On June 17, 2022, Defendant terminated Fischer without cause. (Compl. ¶7.) Plaintiff claims the termination was in breach of the 2019 Agreement, as extended for an additional two year term. (Compl. ¶ 8.) The operative complaint alleges claims for (1) breach of contract, (2) declaratory relief, and (3) accounting.
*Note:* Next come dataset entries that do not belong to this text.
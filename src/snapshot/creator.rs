//! Snapshot directory creation and listing
//!
//! A snapshot directory is named `{version}--r{revision}--{timestamp}`
//! where `version` is the sanitized ruleset version and `timestamp` is
//! the UTC publication time in basic format (`20260204T113000Z`).
//!
//! Creation is exclusive: an existing directory is never reused or
//! overwritten. If a file write fails, the partially written directory is
//! removed and the I/O error is returned.

use std::collections::BTreeMap;
use std::fs::{self, File};
use std::io::{ErrorKind, Write};
use std::path::{Path, PathBuf};
use std::sync::OnceLock;

use chrono::{DateTime, Utc};
use regex::Regex;
use serde::{Deserialize, Serialize};
use serde_json::Value;

use super::checksum::{compute_checksum, compute_file_checksum, format_checksum};
use super::errors::{SnapshotError, SnapshotResult};
use super::payload::{
    SnapshotPayload, FACT_EXCLUSIONS_FILE, INCOMPATIBILITY_FILE, INFEASIBILITY_FILE,
    MANIFEST_FILE, PROOF_REPORT_FILE, RULESET_FILE,
};

/// Default cap on listed snapshots.
pub const SNAPSHOT_LIST_LIMIT: usize = 50;

/// Basic-format UTC timestamp used in directory names.
pub fn snapshot_timestamp(at: DateTime<Utc>) -> String {
    at.format("%Y%m%dT%H%M%SZ").to_string()
}

fn unsafe_chars() -> &'static Regex {
    static PATTERN: OnceLock<Regex> = OnceLock::new();
    PATTERN.get_or_init(|| {
        Regex::new(r"[^a-zA-Z0-9._-]+").expect("sanitizer pattern is a valid constant regex")
    })
}

/// Makes `value` safe as a single path component.
///
/// Runs of characters outside `[a-zA-Z0-9._-]` become `-`; leading and
/// trailing `-`, `.` and `_` are stripped; an empty result is `untitled`.
pub fn sanitize_component(value: &str) -> String {
    let replaced = unsafe_chars().replace_all(value.trim(), "-");
    let stripped = replaced.trim_matches(|c| c == '-' || c == '.' || c == '_');
    if stripped.is_empty() {
        "untitled".to_string()
    } else {
        stripped.to_string()
    }
}

pub fn snapshot_dir_name(version: &str, revision: u64, at: DateTime<Utc>) -> String {
    format!(
        "{}--r{}--{}",
        sanitize_component(version),
        revision,
        snapshot_timestamp(at)
    )
}

/// The four verifier documents inside `dir`: ruleset, incompatibility,
/// infeasibility, fact exclusions.
pub fn verifier_input_paths(dir: &Path) -> Vec<PathBuf> {
    [RULESET_FILE, INCOMPATIBILITY_FILE, INFEASIBILITY_FILE, FACT_EXCLUSIONS_FILE]
        .iter()
        .map(|name| dir.join(name))
        .collect()
}

/// Per-session directory under the artifact root.
///
/// Named `{sanitized id}-{crc32 of the raw id}` so ids that sanitize to
/// the same component still get distinct directories.
pub fn session_dir(root: &Path, session_id: &str) -> PathBuf {
    root.join(format!(
        "{}-{:08x}",
        sanitize_component(session_id),
        compute_checksum(session_id.as_bytes())
    ))
}

#[derive(Debug, Clone, PartialEq, Eq, Serialize, Deserialize)]
pub struct SnapshotFile {
    pub path: PathBuf,
    pub checksum: String,
}

/// A written snapshot directory and its files, keyed by role.
#[derive(Debug, Clone, PartialEq, Eq, Serialize, Deserialize)]
pub struct PublishedSnapshot {
    pub directory: PathBuf,
    pub files: BTreeMap<String, SnapshotFile>,
}

impl PublishedSnapshot {
    pub fn path_of(&self, key: &str) -> Option<&Path> {
        self.files.get(key).map(|f| f.path.as_path())
    }

    /// Arguments for the lightweight verifier, in its expected order.
    pub fn verifier_args(&self) -> Vec<PathBuf> {
        verifier_input_paths(&self.directory)
    }

    /// Writes an additional text file (e.g. a certificate) into the snapshot.
    pub fn add_text_file(&mut self, key: &str, file_name: &str, contents: &str) -> SnapshotResult<PathBuf> {
        let path = self.directory.join(file_name);
        write_file(&path, contents.as_bytes())?;
        let checksum = format_checksum(compute_file_checksum(&path)?);
        self.files.insert(
            key.to_string(),
            SnapshotFile {
                path: path.clone(),
                checksum,
            },
        );
        Ok(path)
    }
}

fn write_file(path: &Path, contents: &[u8]) -> SnapshotResult<()> {
    let mut file = File::create(path).map_err(|e| SnapshotError::io_error_at_path(path, e))?;
    file.write_all(contents)
        .map_err(|e| SnapshotError::io_error_at_path(path, e))?;
    file.sync_all()
        .map_err(|e| SnapshotError::io_error(format!("fsync failed for: {}", path.display()), e))
}

fn to_pretty_json(what: &str, value: &impl Serialize) -> SnapshotResult<String> {
    serde_json::to_string_pretty(value).map_err(|e| SnapshotError::serialize_error(what, e))
}

fn cleanup_snapshot(path: &Path) {
    if path.exists() {
        let _ = fs::remove_dir_all(path);
    }
}

/// Creates a new snapshot directory under `session_dir` and writes every
/// projection into it.
pub fn write_snapshot(session_dir: &Path, payload: &SnapshotPayload) -> SnapshotResult<PublishedSnapshot> {
    fs::create_dir_all(session_dir).map_err(|e| {
        SnapshotError::io_error(
            format!("Failed to create session directory: {}", session_dir.display()),
            e,
        )
    })?;

    let directory = session_dir.join(snapshot_dir_name(
        &payload.manifest.ruleset_version,
        payload.manifest.revision,
        payload.manifest.published_at,
    ));
    match fs::create_dir(&directory) {
        Ok(()) => {}
        Err(e) if e.kind() == ErrorKind::AlreadyExists => {
            return Err(SnapshotError::already_exists(&directory));
        }
        Err(e) => {
            return Err(SnapshotError::io_error(
                format!("Failed to create snapshot directory: {}", directory.display()),
                e,
            ));
        }
    }

    match write_payload_files(&directory, payload) {
        Ok(files) => Ok(PublishedSnapshot { directory, files }),
        Err(e) => {
            cleanup_snapshot(&directory);
            Err(e)
        }
    }
}

fn write_payload_files(
    directory: &Path,
    payload: &SnapshotPayload,
) -> SnapshotResult<BTreeMap<String, SnapshotFile>> {
    let inputs = &payload.inputs;
    let documents: [(&str, &str, String); 6] = [
        ("manifest", MANIFEST_FILE, to_pretty_json("manifest", &payload.manifest)?),
        ("ruleset", RULESET_FILE, to_pretty_json("ruleset", &inputs.ruleset)?),
        (
            "incompatibility",
            INCOMPATIBILITY_FILE,
            to_pretty_json("incompatibility", &inputs.incompatibility)?,
        ),
        (
            "infeasibility",
            INFEASIBILITY_FILE,
            to_pretty_json("infeasibility", &inputs.infeasibility)?,
        ),
        (
            "fact_exclusions",
            FACT_EXCLUSIONS_FILE,
            to_pretty_json("fact exclusions", &inputs.fact_exclusions)?,
        ),
        (
            "proof_report",
            PROOF_REPORT_FILE,
            to_pretty_json("proof report", &payload.proof_report)?,
        ),
    ];

    let mut files = BTreeMap::new();
    for (key, file_name, contents) in documents {
        let path = directory.join(file_name);
        write_file(&path, contents.as_bytes())?;
        let checksum = format_checksum(compute_file_checksum(&path)?);
        files.insert(key.to_string(), SnapshotFile { path, checksum });
    }
    Ok(files)
}

/// Writes arbitrary JSON documents under fixed names into `directory`.
///
/// Used to stage caller-supplied verifier inputs.
pub fn write_json_documents(directory: &Path, documents: &[(&str, &Value)]) -> SnapshotResult<Vec<PathBuf>> {
    documents
        .iter()
        .map(|(file_name, value)| {
            let path = directory.join(file_name);
            let contents =
                serde_json::to_string(value).map_err(|e| SnapshotError::serialize_error(file_name, e))?;
            write_file(&path, contents.as_bytes())?;
            Ok(path)
        })
        .collect()
}

#[derive(Debug, Clone, PartialEq, Eq, Serialize, Deserialize)]
pub struct SnapshotEntry {
    pub name: String,
    pub directory: PathBuf,
    pub created_at: Option<DateTime<Utc>>,
}

/// Snapshot directories of a session, by name descending, at most `limit`.
///
/// A session that never published has no directory and yields an empty list.
pub fn list_snapshots(session_dir: &Path, limit: usize) -> SnapshotResult<Vec<SnapshotEntry>> {
    if !session_dir.is_dir() {
        return Ok(Vec::new());
    }
    let entries = fs::read_dir(session_dir).map_err(|e| SnapshotError::io_error_at_path(session_dir, e))?;

    let mut snapshots = Vec::new();
    for entry in entries {
        let entry = entry.map_err(|e| SnapshotError::io_error_at_path(session_dir, e))?;
        let path = entry.path();
        if !path.is_dir() {
            continue;
        }
        let created_at = entry
            .metadata()
            .ok()
            .and_then(|m| m.created().or_else(|_| m.modified()).ok())
            .map(DateTime::<Utc>::from);
        snapshots.push(SnapshotEntry {
            name: entry.file_name().to_string_lossy().into_owned(),
            directory: path,
            created_at,
        });
    }

    snapshots.sort_by(|a, b| b.name.cmp(&a.name));
    snapshots.truncate(limit);
    Ok(snapshots)
}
This hearing is on Defendant’s demurrer and motion to strike. On its demurrer, Defendant argues that Plaintiff’s claim for breach of contract is barred by the statute of frauds, and the derivative claims for declaratory relief and accounting rise and fall with the breach of contract claim. As to its motion to strike, Defendant seeks to strike (1) Plaintiff’s request for specific performance because such a remedy is not available on a personal services contract and is also expressly disallowed under the 2019 Agreement, (2) Plaintiff’s request for attorneys’ fees because there is no contractual or statutory basis for such a claim, and (3) purportedly irrelevant allegations relating to Defendant’s “silent partner”, Dmitry Rybolovlev whom Plaintiff describes as a “Russian oligarch” who “exercised functional control” over Defendant.
LEGAL STANDARD
“[A] demurrer tests the legal sufficiency of the allegations in a complaint.” (Lewis v. Safeway, Inc. (2015) 235 Cal.App.4th 385, 388.) A demurrer can be used only to challenge defects that appear on the face of the pleading under attack or from matters outside the pleading that are judicially noticeable. (See Donabedian v. Mercury Ins. Co. (2004) 116 Cal.App.4th 968, 994 (in ruling on a demurrer, a court may not consider declarations, matters not subject to judicial notice, or documents not accepted for the truth of their contents).) For purposes of ruling on a demurrer, all facts pleaded in a complaint are assumed to be true, but the reviewing court does not assume the truth of conclusions of law. (Aubry v. Tri-City Hosp. Dist. (1992) 2 Cal.4th 962, 967.)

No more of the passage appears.